• [Task statement]:
Up to and including the line that contains "Nested groups are", repeat each line of the data exactly, starting from the first.

• [Stored data]:
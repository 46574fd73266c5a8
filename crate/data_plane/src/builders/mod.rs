//! Assemble data plane requests from flat caller fields.
//!
//! Every builder reads all of its fields before deciding, so one failed build
//! reports every missing or malformed field at once. Nested groups are
//! assembled bottom-up through [`prune`](crate::presence::prune): a group
//! with no supplied member is left out, and so is any parent left with only
//! absent children. No optional member is ever defaulted locally.

mod encrypt;
mod kek;
mod mac;
mod translate;


pub use encrypt::build_encrypt_request;
pub use kek::build_kek_validation_request;
pub use mac::{build_mac_request, build_verify_mac_request};
pub use translate::build_key_translation_request;

use crate::{
    config::{BuilderConf, VariantExclusivity},
    error::FieldIssue,
    fields::FieldReader,
    presence::OneOf,
};

/// Under strict exclusivity, record a conflict when more than one variant of
/// `group` is populated.
fn check_exclusivity<T: OneOf>(
    group: Option<&T>,
    conf: &BuilderConf,
    reader: &mut FieldReader<'_>,
) {
    if conf.variant_exclusivity != VariantExclusivity::Strict {
        return
    }
    let Some(group) = group else {
        return
    };
    let variants = group.populated_variants();
    if variants.len() > 1 {
        reader.push_issue(FieldIssue::ConflictingVariants {
            group: T::NAME.to_owned(),
            variants: variants.into_iter().map(str::to_owned).collect(),
        });
    }
}
//! The flat bag of caller-supplied fields a request is built from.
//!
//! Field names follow the command wrapper parameter surface: top-level members
//! keep their wire name (`KeyIdentifier`), nested members are prefixed by the
//! group they belong to (`DukptCmac_DukptKeyVariant`).

use std::{
    collections::{BTreeMap, BTreeSet},
    fmt::{self, Display, Formatter},
};

use serde::{Deserialize, Serialize};
use tracing::debug;

use crate::{
    config::BuilderConf,
    error::{DataPlaneError, FieldIssue, result::DataPlaneResult},
    models::ServiceToken,
};

/// A scalar supplied by the caller
#[derive(Debug, Clone, PartialEq, Eq, Serialize, Deserialize)]
#[serde(untagged)]
pub enum FieldValue {
    Integer(i64),
    Text(String),
}

impl Display for FieldValue {
    fn fmt(&self, f: &mut Formatter<'_>) -> fmt::Result {
        match self {
            Self::Integer(i) => write!(f, "{i}"),
            Self::Text(s) => write!(f, "{s}"),
        }
    }
}

impl From<&str> for FieldValue {
    fn from(value: &str) -> Self {
        Self::Text(value.to_owned())
    }
}

impl From<String> for FieldValue {
    fn from(value: String) -> Self {
        Self::Text(value)
    }
}

impl From<i32> for FieldValue {
    fn from(value: i32) -> Self {
        Self::Integer(i64::from(value))
    }
}

impl From<i64> for FieldValue {
    fn from(value: i64) -> Self {
        Self::Integer(value)
    }
}

/// Caller-supplied fields, keyed by parameter name.
///
/// A name that is not in the bag is an absent field. An empty string is a
/// supplied field: whether it is acceptable is for the service to decide.
#[derive(Debug, Clone, Default, PartialEq, Eq, Serialize)]
#[serde(transparent)]
pub struct Fields {
    values: BTreeMap<String, FieldValue>,
}

impl Fields {
    #[must_use]
    pub fn new() -> Self {
        Self::default()
    }

    /// Builder-style insert
    #[must_use]
    pub fn with(mut self, name: &str, value: impl Into<FieldValue>) -> Self {
        self.insert(name, value);
        self
    }

    pub fn insert(&mut self, name: &str, value: impl Into<FieldValue>) -> Option<FieldValue> {
        self.values.insert(name.to_owned(), value.into())
    }

    pub fn remove(&mut self, name: &str) -> Option<FieldValue> {
        self.values.remove(name)
    }

    #[must_use]
    pub fn get(&self, name: &str) -> Option<&FieldValue> {
        self.values.get(name)
    }

    #[must_use]
    pub fn is_empty(&self) -> bool {
        self.values.is_empty()
    }

    pub fn names(&self) -> impl Iterator<Item = &str> {
        self.values.keys().map(String::as_str)
    }

    /// Read the fields from a flat JSON object; `null` members are absent.
    pub fn from_json_str(json: &str) -> DataPlaneResult<Self> {
        Ok(serde_json::from_str(json)?)
    }
}

impl<K: Into<String>, V: Into<FieldValue>> FromIterator<(K, V)> for Fields {
    fn from_iter<I: IntoIterator<Item = (K, V)>>(iter: I) -> Self {
        Self {
            values: iter
                .into_iter()
                .map(|(k, v)| (k.into(), v.into()))
                .collect(),
        }
    }
}

impl<'de> Deserialize<'de> for Fields {
    fn deserialize<D>(deserializer: D) -> Result<Self, D::Error>
    where
        D: serde::Deserializer<'de>,
    {
        let raw = BTreeMap::<String, Option<FieldValue>>::deserialize(deserializer)?;
        Ok(raw
            .into_iter()
            .filter_map(|(name, value)| value.map(|v| (name, v)))
            .collect())
    }
}

/// Reads fields for one build, collecting every problem instead of failing
/// on the first one.
pub(crate) struct FieldReader<'a> {
    fields: &'a Fields,
    consumed: BTreeSet<&'static str>,
    issues: Vec<FieldIssue>,
}

impl<'a> FieldReader<'a> {
    pub(crate) fn new(fields: &'a Fields) -> Self {
        Self {
            fields,
            consumed: BTreeSet::new(),
            issues: Vec::new(),
        }
    }

    fn lookup(&mut self, name: &'static str) -> Option<&'a FieldValue> {
        self.consumed.insert(name);
        let fields: &'a Fields = self.fields;
        fields.get(name)
    }

    pub(crate) fn text(&mut self, name: &'static str) -> Option<String> {
        self.lookup(name).map(ToString::to_string)
    }

    pub(crate) fn required_text(&mut self, name: &'static str) -> Option<String> {
        let value = self.text(name);
        if value.is_none() {
            self.issues
                .push(FieldIssue::MissingRequiredField(name.to_owned()));
        }
        value
    }

    /// Read an enumerated token. Unlisted tokens are kept as given.
    pub(crate) fn token<E: ServiceToken>(&mut self, name: &'static str) -> Option<E> {
        let token = E::from_token(&self.lookup(name)?.to_string());
        if !token.is_known() {
            debug!("{name} carries a token this client does not list, passing it through");
        }
        Some(token)
    }

    pub(crate) fn required_token<E: ServiceToken>(&mut self, name: &'static str) -> Option<E> {
        let token = self.token(name);
        if token.is_none() {
            self.issues
                .push(FieldIssue::MissingRequiredField(name.to_owned()));
        }
        token
    }

    pub(crate) fn integer_i32(&mut self, name: &'static str) -> Option<i32> {
        let parsed = match self.lookup(name)? {
            FieldValue::Integer(i) => i32::try_from(*i).map_err(|e| e.to_string()),
            FieldValue::Text(s) => s.trim().parse::<i32>().map_err(|e| e.to_string()),
        };
        match parsed {
            Ok(i) => Some(i),
            Err(reason) => {
                self.issues.push(FieldIssue::InvalidFieldValue {
                    field: name.to_owned(),
                    reason,
                });
                None
            }
        }
    }

    pub(crate) fn push_issue(&mut self, issue: FieldIssue) {
        self.issues.push(issue);
    }

    /// Close the read: flag unread names and turn the collected issues into
    /// an error, if any.
    pub(crate) fn finish(mut self, conf: &BuilderConf) -> DataPlaneResult<()> {
        if conf.reject_unknown_fields {
            let unknown: Vec<FieldIssue> = self
                .fields
                .names()
                .filter(|name| !self.consumed.contains(*name))
                .map(|name| FieldIssue::UnknownField(name.to_owned()))
                .collect();
            self.issues.extend(unknown);
        }
        DataPlaneError::from_issues(self.issues).map_or(Ok(()), Err)
    }
}

/// Unwrap a required value after [`FieldReader::finish`] has vouched for it.
pub(crate) fn required<T>(value: Option<T>, name: &str) -> DataPlaneResult<T> {
    value.ok_or_else(|| DataPlaneError::MissingRequiredField(name.to_owned()))
}
use tracing::debug;

use super::check_exclusivity;
use crate::{
    config::BuilderConf,
    error::result::DataPlaneResult,
    fields::{FieldReader, Fields, required},
    models::{
        GenerateMacRequest, MacAlgorithm, MacAlgorithmDukpt, MacAlgorithmEmv, MacAttributes,
        SessionKeyDerivationValue, VerifyMacRequest,
    },
    presence::{OneOf, prune},
};

/// Read one of the three DUKPT MAC variants, whose flat names share a prefix.
macro_rules! dukpt_variant {
    ($reader:expr, $prefix:literal) => {
        prune(MacAlgorithmDukpt {
            dukpt_derivation_type: $reader.token(concat!($prefix, "_DukptDerivationType")),
            dukpt_key_variant: $reader.token(concat!($prefix, "_DukptKeyVariant")),
            key_serial_number: $reader.text(concat!($prefix, "_KeySerialNumber")),
        })
    };
}

fn read_emv_mac(reader: &mut FieldReader<'_>) -> Option<MacAlgorithmEmv> {
    let session_key_derivation_value = prune(SessionKeyDerivationValue {
        application_cryptogram: reader.text("SessionKeyDerivationValue_ApplicationCryptogram"),
        application_transaction_counter: reader
            .text("SessionKeyDerivationValue_ApplicationTransactionCounter"),
    });
    prune(MacAlgorithmEmv {
        major_key_derivation_mode: reader.token("EmvMac_MajorKeyDerivationMode"),
        pan_sequence_number: reader.text("EmvMac_PanSequenceNumber"),
        primary_account_number: reader.text("EmvMac_PrimaryAccountNumber"),
        session_key_derivation_mode: reader.token("EmvMac_SessionKeyDerivationMode"),
        session_key_derivation_value,
    })
}

fn read_mac_attributes(
    reader: &mut FieldReader<'_>,
    algorithm_field: &'static str,
) -> Option<MacAttributes> {
    let algorithm = reader.token::<MacAlgorithm>(algorithm_field);
    let dukpt_cmac = dukpt_variant!(reader, "DukptCmac");
    let dukpt_iso9797_algorithm1 = dukpt_variant!(reader, "DukptIso9797Algorithm1");
    let dukpt_iso9797_algorithm3 = dukpt_variant!(reader, "DukptIso9797Algorithm3");
    let emv_mac = read_emv_mac(reader);
    prune(MacAttributes {
        algorithm,
        dukpt_cmac,
        dukpt_iso9797_algorithm1,
        dukpt_iso9797_algorithm3,
        emv_mac,
    })
}

/// Build a `GenerateMac` request.
///
/// `KeyIdentifier` and `MessageData` are required. The generation attributes
/// are `GenerationAttributes_Algorithm` plus the `DukptCmac_*`,
/// `DukptIso9797Algorithm1_*`, `DukptIso9797Algorithm3_*`, `EmvMac_*` and
/// `SessionKeyDerivationValue_*` groups.
pub fn build_mac_request(
    fields: &Fields,
    conf: &BuilderConf,
) -> DataPlaneResult<GenerateMacRequest> {
    let mut reader = FieldReader::new(fields);
    let key_identifier = reader.required_text("KeyIdentifier");
    let message_data = reader.required_text("MessageData");
    let generation_attributes = read_mac_attributes(&mut reader, "GenerationAttributes_Algorithm");
    let mac_length = reader.integer_i32("MacLength");
    check_exclusivity(generation_attributes.as_ref(), conf, &mut reader);
    reader.finish(conf)?;

    debug!(
        "GenerateMac request assembled, MAC variants: {:?}",
        generation_attributes
            .as_ref()
            .map(OneOf::populated_variants)
            .unwrap_or_default()
    );
    Ok(GenerateMacRequest {
        key_identifier: required(key_identifier, "KeyIdentifier")?,
        message_data: required(message_data, "MessageData")?,
        generation_attributes,
        mac_length,
    })
}

/// Build a `VerifyMac` request.
///
/// Same surface as [`build_mac_request`] with `VerificationAttributes_Algorithm`
/// in place of the generation algorithm, plus the required `Mac`.
pub fn build_verify_mac_request(
    fields: &Fields,
    conf: &BuilderConf,
) -> DataPlaneResult<VerifyMacRequest> {
    let mut reader = FieldReader::new(fields);
    let key_identifier = reader.required_text("KeyIdentifier");
    let message_data = reader.required_text("MessageData");
    let mac = reader.required_text("Mac");
    let verification_attributes =
        read_mac_attributes(&mut reader, "VerificationAttributes_Algorithm");
    let mac_length = reader.integer_i32("MacLength");
    check_exclusivity(verification_attributes.as_ref(), conf, &mut reader);
    reader.finish(conf)?;

    debug!(
        "VerifyMac request assembled, MAC variants: {:?}",
        verification_attributes
            .as_ref()
            .map(OneOf::populated_variants)
            .unwrap_or_default()
    );
    Ok(VerifyMacRequest {
        key_identifier: required(key_identifier, "KeyIdentifier")?,
        message_data: required(message_data, "MessageData")?,
        mac: required(mac, "Mac")?,
        verification_attributes,
        mac_length,
    })
}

• [Written reply]:
repository 46574fd73266c5a8
filename crate/data_plane/src/builders/mod.rs
//! Assemble data plane requests from flat caller fields.
//!
//! Every builder reads all of its fields before deciding, so one failed build
//! reports every missing or malformed field at once. Nested groups are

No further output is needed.